|Title||Design, characterization and application of the multiple air-lift loop bioreactor|
|Source||Agricultural University. Promotor(en): J. Tramper; C.D. de Gooijer; H.H. Beeftink. - S.l. : Bakker - ISBN 9789054854791 - 172|
|Department(s)||Sub-department of Food and Bioprocess Engineering|
|Publication type||Dissertation, internally prepared|
|Keyword(s)||chemische reacties - uitrusting - chemische eigenschappen - automatische regeling - instrumentatie - systemen - zuurstof - monoclonale antilichamen - hybridoma's - chemical reactions - equipment - chemical properties - automatic control - instrumentation - systems - oxygen - monoclonal antibodies - hybridomas|
A new bioreactor is introduced: the Multiple Air-lift Loop reactor (MAL).
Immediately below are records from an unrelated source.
/// Bollinger band levels for the trailing window.
#[derive(Debug, Clone, Copy, PartialEq)]
pub struct Bands {
    pub upper: f64,
    pub middle: f64,
    pub lower: f64,
}

/// Mean ± 2 population standard deviations over the last `period` prices.
///
/// Series shorter than `period` collapse all three bands onto the last
/// price.
pub fn bollinger(prices: &[f64], period: usize) -> Bands {
    let last = prices.last().copied().unwrap_or(0.0);
    if prices.len() < period {
        return Bands {
            upper: last,
            middle: last,
            lower: last,
        };
    }

    let window = &prices[prices.len() - period..];
    let mean = window.iter().sum::<f64>() / period as f64;
    let variance = window.iter().map(|p| (p - mean).powi(2)).sum::<f64>() / period as f64;
    let std_dev = variance.sqrt();

    Bands {
        upper: mean + 2.0 * std_dev,
        middle: mean,
        lower: mean - 2.0 * std_dev,
    }
}

#[cfg(test)]
mod tests {
    use super::*;

    #[test]
    fn test_bollinger_insufficient_data_collapses() {
        let prices = vec![100.0, 101.0];
        let bands = bollinger(&prices, 20);
        assert_eq!(bands.upper, 101.0);
        assert_eq!(bands.middle, 101.0);
        assert_eq!(bands.lower, 101.0);
    }

    #[test]
    fn test_bollinger_flat_series_has_zero_width() {
        let prices = vec![50.0; 25];
        let bands = bollinger(&prices, 20);
        assert_eq!(bands.upper, 50.0);
        assert_eq!(bands.lower, 50.0);
    }

    #[test]
    fn test_bollinger_symmetric_around_mean() {
        let prices: Vec<f64> = (0..20).map(|i| 100.0 + (i % 4) as f64).collect();
        let bands = bollinger(&prices, 20);
        assert!((bands.upper - bands.middle) - (bands.middle - bands.lower) < 1e-12);
        assert!(bands.upper > bands.middle && bands.middle > bands.lower);
    }

    #[test]
    fn test_bollinger_uses_population_std_dev() {
        // Window [2, 4, 4, 4, 5, 5, 7, 9]: mean 5, population sigma 2.
        let prices = vec![2.0, 4.0, 4.0, 4.0, 5.0, 5.0, 7.0, 9.0];
        let bands = bollinger(&prices, 8);
        assert!((bands.middle - 5.0).abs() < 1e-12);
        assert!((bands.upper - 9.0).abs() < 1e-12);
        assert!((bands.lower - 1.0).abs() < 1e-12);
    }
}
The MAL consists of a series of air-lift loop reactors within one vessel. With the MAL, a new type of geometry for air-lift reactors with an internal loop is introduced. This new geometry was characterized with respect to hydrodynamics, mixing and oxygen transfer. The hydrodynamics were described by an existing model. Hydrodynamics, mixing and oxygen transfer in the new reactor configuration were comparable to that in conventional air-lifts with an internal loop.
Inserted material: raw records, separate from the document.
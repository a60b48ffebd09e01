// Signal scoring and outcome-weighted strategy attribution.
pub mod scoring;
pub mod weights;

pub use scoring::{entry_direction, score_candles, MarketAnalysis};
pub use weights::{StrategyWeights, DEFAULT_STRATEGIES, MAX_WEIGHT, MIN_WEIGHT};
The design and use of the MAL as a reactor cascade, to approximate plug-flow behaviour, were studied. Biological model systems were used to compare the reactor series to a single vessel. These model systems included immobilized invertase and nitrifying bacteria. With the immobilized invertase it was shown that a threecompartment MAL gives an improved substrate conversion when compared to a single vessel of the same overall volume. This could be described with a previously developed model. Also for the immobilized nitrifying bacteria improved substrate conversion was shown in the comparison between a series and a single vessel. Free suspended hybridomas were used for monoclonal antibody (MAb) production. It was shown that reactor series can be useful research tools for kinetic studies. In the second vessel in the series conditions were obtained that can hardly be reached in a single vessel. Not only growth, but also death could be studied under stable conditions. A model was derived that describes hybridoma growth and their MAb production.
Vessels in a series can be of equal volume, but very often unequal volumes can be more advantageous. Therefore, choosing the appropriate reactor volumes is an important design step, which is discussed for different applications. Finally, a general procedure for choosing the optimal bioreactor cascade configuration for any application is given.